O mercado financeiro brasileiro está testemunhando uma rápida adoção da inteligência artificial (IA), impulsionando a eficiência, mas também elevando os custos operacionais. Especialistas debateram na Expert XP que, sem uma gestão clara de prioridades, mensuração de resultados e controle rigoroso, o investimento em IA pode não gerar o retorno esperado.
## Desafios de Custo e Gestão
A implementação de novas aplicações de IA acarreta despesas significativas. Mesmo quando a tecnologia otimiza o tempo, as empresas enfrentam o desafio de quantificar o impacto financeiro direto dessa velocidade em receita ou eficiência. Gabriel Santos, superintendente de tecnologia da XP Inc., destacou que mensurar o impacto nos negócios é um dos maiores obstáculos. Além disso, a etapa de verificação e análise dos resultados gerados por sistemas autônomos representa uma parcela considerável dos gastos, conforme apontado por Marcos Boscheti, CEO e cofundador da Nelogica.
A governança e a segurança dos dados tornam-se cruciais à medida que informações sensíveis de clientes são compartilhadas com sistemas de IA. A falta de controles pode expor dados ou levar a usos não previstos, transformando buscas por produtividade em riscos de segurança. Preocupações com vieses e a propagação de erros ou "alucinações" nos modelos também exigem acompanhamento constante da origem e qualidade das informações.
## A Essencialidade da Capacidade Humana
Um dos maiores perigos reside na aceitação cega das respostas geradas pela IA. Modelos de linguagem podem criar explicações plausíveis, mesmo sem uma base causal sólida nos dados. No mercado financeiro, isso pode levar a interpretações equivocadas e decisões de investimento mal fundamentadas. A dependência excessiva da tecnologia pode diminuir o questionamento crítico, especialmente quando o usuário confia incondicionalmente no modelo.
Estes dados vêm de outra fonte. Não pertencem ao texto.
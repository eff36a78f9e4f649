//! Session role resolution.
//!
//! A session holds at most one [`SessionGrant`]. The role it carries is the
//! caller's role until it expires; no grant (or an expired one) means
//! [`Role::None`].
//!
//! Transitions:
//!
//! | From  | Operation          | To    |
//! |-------|--------------------|-------|
//! | None  | login (match)      | Admin |
//! | Demo  | login (match)      | Admin |
//! | None  | enable demo        | Demo  |
//! | Admin | enable demo        | Admin |
//! | any   | logout             | None  |
//!
//! A failed login leaves the session untouched.

use chrono::{DateTime, Duration, Utc};
use secrecy::{ExposeSecret, SecretString};
use thiserror::Error;
use tower_sessions::Session;
use tracing::{info, instrument, warn};

use folio_core::Role;

use crate::models::{SessionGrant, session_keys};

/// Lifetime of an admin grant.
const ADMIN_GRANT_HOURS: i64 = 24;

/// Lifetime of a demo grant.
const DEMO_GRANT_HOURS: i64 = 24;

/// Errors from session transitions.
#[derive(Debug, Error)]
pub enum AuthError {
    /// Submitted secret does not match.
    #[error("invalid credentials")]
    InvalidCredentials,

    /// Session store failed.
    #[error("session error: {0}")]
    Session(#[from] tower_sessions::session::Error),
}

/// Resolves and changes the role attached to a session.
#[derive(Clone)]
pub struct SessionResolver {
    admin_secret: SecretString,
}

impl std::fmt::Debug for SessionResolver {
    fn fmt(&self, f: &mut std::fmt::Formatter<'_>) -> std::fmt::Result {
        f.debug_struct("SessionResolver")
            .field("admin_secret", &"[REDACTED]")
            .finish()
    }
}

impl SessionResolver {
    #[must_use]
    pub const fn new(admin_secret: SecretString) -> Self {
        Self { admin_secret }
    }

    // =========================================================================
    // Pure transitions
    // =========================================================================

    /// Role carried by `grant` at `now`.
    #[must_use]
    pub fn resolve_role(grant: Option<&SessionGrant>, now: DateTime<Utc>) -> Role {
        grant
            .filter(|g| g.is_active(now))
            .map_or(Role::None, |g| g.role)
    }

    /// Admin grant for a matching secret.
    ///
    /// # Errors
    ///
    /// Returns `AuthError::InvalidCredentials` if `secret` does not match.
    pub fn grant_for_login(
        &self,
        secret: &str,
        now: DateTime<Utc>,
    ) -> Result<SessionGrant, AuthError> {
        if !constant_time_compare(secret, self.admin_secret.expose_secret()) {
            return Err(AuthError::InvalidCredentials);
        }

        Ok(SessionGrant {
            role: Role::Admin,
            expires_at: now + Duration::hours(ADMIN_GRANT_HOURS),
        })
    }

    /// Demo grant, unless `current` is a live admin grant, which is kept.
    #[must_use]
    pub fn grant_for_demo(current: Option<SessionGrant>, now: DateTime<Utc>) -> SessionGrant {
        match current {
            Some(grant) if grant.role == Role::Admin && grant.is_active(now) => grant,
            _ => SessionGrant {
                role: Role::Demo,
                expires_at: now + Duration::hours(DEMO_GRANT_HOURS),
            },
        }
    }

    // =========================================================================
    // Session operations
    // =========================================================================

    /// Role of the session's caller.
    ///
    /// # Errors
    ///
    /// Returns `AuthError::Session` if the session store cannot be read.
    pub async fn current_role(session: &Session) -> Result<Role, AuthError> {
        let grant = session.get::<SessionGrant>(session_keys::GRANT).await?;
        Ok(Self::resolve_role(grant.as_ref(), Utc::now()))
    }

    /// Log in with the shared admin secret.
    ///
    /// On success the session id is rotated and the admin grant replaces any
    /// demo grant.
    ///
    /// # Errors
    ///
    /// Returns `AuthError::InvalidCredentials` on mismatch, leaving the session
    /// untouched, or `AuthError::Session` if the store fails.
    #[instrument(skip_all)]
    pub async fn login(&self, session: &Session, secret: &str) -> Result<Role, AuthError> {
        let grant = match self.grant_for_login(secret, Utc::now()) {
            Ok(grant) => grant,
            Err(e) => {
                warn!("Admin login rejected");
                return Err(e);
            }
        };

        session.cycle_id().await?;
        session.insert(session_keys::GRANT, grant).await?;

        info!("Admin logged in");
        Ok(grant.role)
    }

    /// Enter demo mode without any credential.
    ///
    /// # Errors
    ///
    /// Returns `AuthError::Session` if the session store fails.
    #[instrument(skip_all)]
    pub async fn enable_demo(session: &Session) -> Result<Role, AuthError> {
        let current = session.get::<SessionGrant>(session_keys::GRANT).await?;
        let grant = Self::grant_for_demo(current, Utc::now());
        session.insert(session_keys::GRANT, grant).await?;

        info!(role = %grant.role, "Demo mode requested");
        Ok(grant.role)
    }

    /// Drop the grant and the session with it.
    ///
    /// # Errors
    ///
    /// Returns `AuthError::Session` if the session store fails.
    pub async fn logout(session: &Session) -> Result<(), AuthError> {
        session.flush().await?;
        Ok(())
    }
}

/// Constant-time string comparison to prevent timing attacks.
fn constant_time_compare(a: &str, b: &str) -> bool {
    if a.len() != b.len() {
        return false;
    }

    let mut result: u8 = 0;
    for (x, y) in a.bytes().zip(b.bytes()) {
        result |= x ^ y;
    }

    result == 0
}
Santos ressalta que a capacidade analítica humana se tornará ainda mais valorizada no futuro, como um contraponto à automação. A IA avança em níveis, desde a informação até a sugestão de ações e execução sob supervisão. No entanto, a definição de objetivos, limites e políticas estratégicas continua sendo uma prerrogativa humana, exigindo escolhas que equilibrem produtividade, custo e segurança para garantir que a tecnologia se traduza em vantagem competitiva.